An electrode leg and a terminal portion electrically connected to the electrode leg;
An electrode for measuring biological information, wherein one end of the electrode leg can be in contact with a living body,
A plurality of the electrode legs are provided,
An annular base portion integrally formed with the plurality of electrode legs;
The base portion and the other end of the electrode leg are provided continuously;
The one end of the electrode leg is aligned in one direction,
The electrode leg and the base portion are formed by binding a plurality of conductive carbon fibers with a synthetic resin binding member,
An electrode for measuring biological information, wherein the plurality of carbon fibers are aligned and laid toward the one direction.   The biological information measuring electrode according to claim 1, wherein the electrode leg has elasticity.   The biological information measurement according to claim 1 or 2, wherein the width of the one end of the electrode leg is narrower than the width of the other end of the electrode leg in a side view of the electrode leg. Electrode. The outer ring surface of the base portion and the outer surface of the electrode leg are flush with each other;
The biological information measuring electrode according to any one of claims 1 to 3, wherein the plurality of electrode legs are provided on the one side of the base portion at equal intervals.   The biological information measuring electrode according to any one of claims 1 to 4, wherein the terminal portion is connected to the other direction side opposite to the one direction side of the base portion.

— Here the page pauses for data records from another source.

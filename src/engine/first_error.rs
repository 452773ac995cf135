// src/engine/first_error.rs

use std::sync::{Mutex, PoisonError};

use tracing::warn;

/// Collects job failures from concurrently running visits.
///
/// Only the first failure is kept in full; later ones are counted and
/// logged.
#[derive(Debug, Default)]
pub struct ErrorCollector {
    inner: Mutex<Collected>,
}

#[derive(Debug, Default)]
struct Collected {
    first: Option<(String, String)>,
    count: usize,
}

impl ErrorCollector {
    pub fn new() -> Self {
        Self::default()
    }

    /// Record a failure of `job`. Returns `true` if it was the first one.
    pub fn record(&self, job: &str, err: &anyhow::Error) -> bool {
        warn!(job = %job, error = %format!("{err:#}"), "job failed");

        let mut inner = self.inner.lock().unwrap_or_else(PoisonError::into_inner);
        inner.count += 1;
        if inner.first.is_none() {
            inner.first = Some((job.to_string(), format!("{err:#}")));
            true
        } else {
            false
        }
    }

    pub fn count(&self) -> usize {
        self.inner
            .lock()
            .unwrap_or_else(PoisonError::into_inner)
            .count
    }

    /// `(job, message)` of the first recorded failure.
    pub fn first(&self) -> Option<(String, String)> {
        self.inner
            .lock()
            .unwrap_or_else(PoisonError::into_inner)
            .first
            .clone()
    }
}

An electrode leg, and a terminal portion electrically connected to the electrode leg, wherein one end of the electrode leg can be in contact with a living body.
A winding step of winding a sheet in which a synthetic resin material is impregnated in carbon fibers aligned in one direction along a core in one direction;
A curing step of curing the wound synthetic resin material to form an annular band formed by binding the carbon fibers by the binding member of the cured synthetic resin material;
Cutting the annular band to form an annular base portion and a plurality of the electrode legs continuous with the base portion;
A method of manufacturing an electrode for measuring biological information, comprising:   The method according to claim 6, wherein in the cutting step, the annular band is irradiated with laser light to separate and cut the annular band into two.   In the cutting step, the annular band is cut such that the width of the one end portion of the electrode leg is narrower than the width on the base portion side in a side view of the electrode leg. Or the manufacturing method of the electrode for biometric information measurement of Claim 7.   The biological information measuring electrode according to any one of claims 6 to 8, wherein in the cutting step, the annular band is cut so that the plurality of electrode legs are equally spaced. Production method. And a connecting step of mounting the terminal portion for electrical connection with the electrode leg,
The method for manufacturing a biological information measuring electrode according to any one of claims 6 to 9, wherein in the connecting step, the terminal portion is connected to end portions corresponding to both ends of the annular band.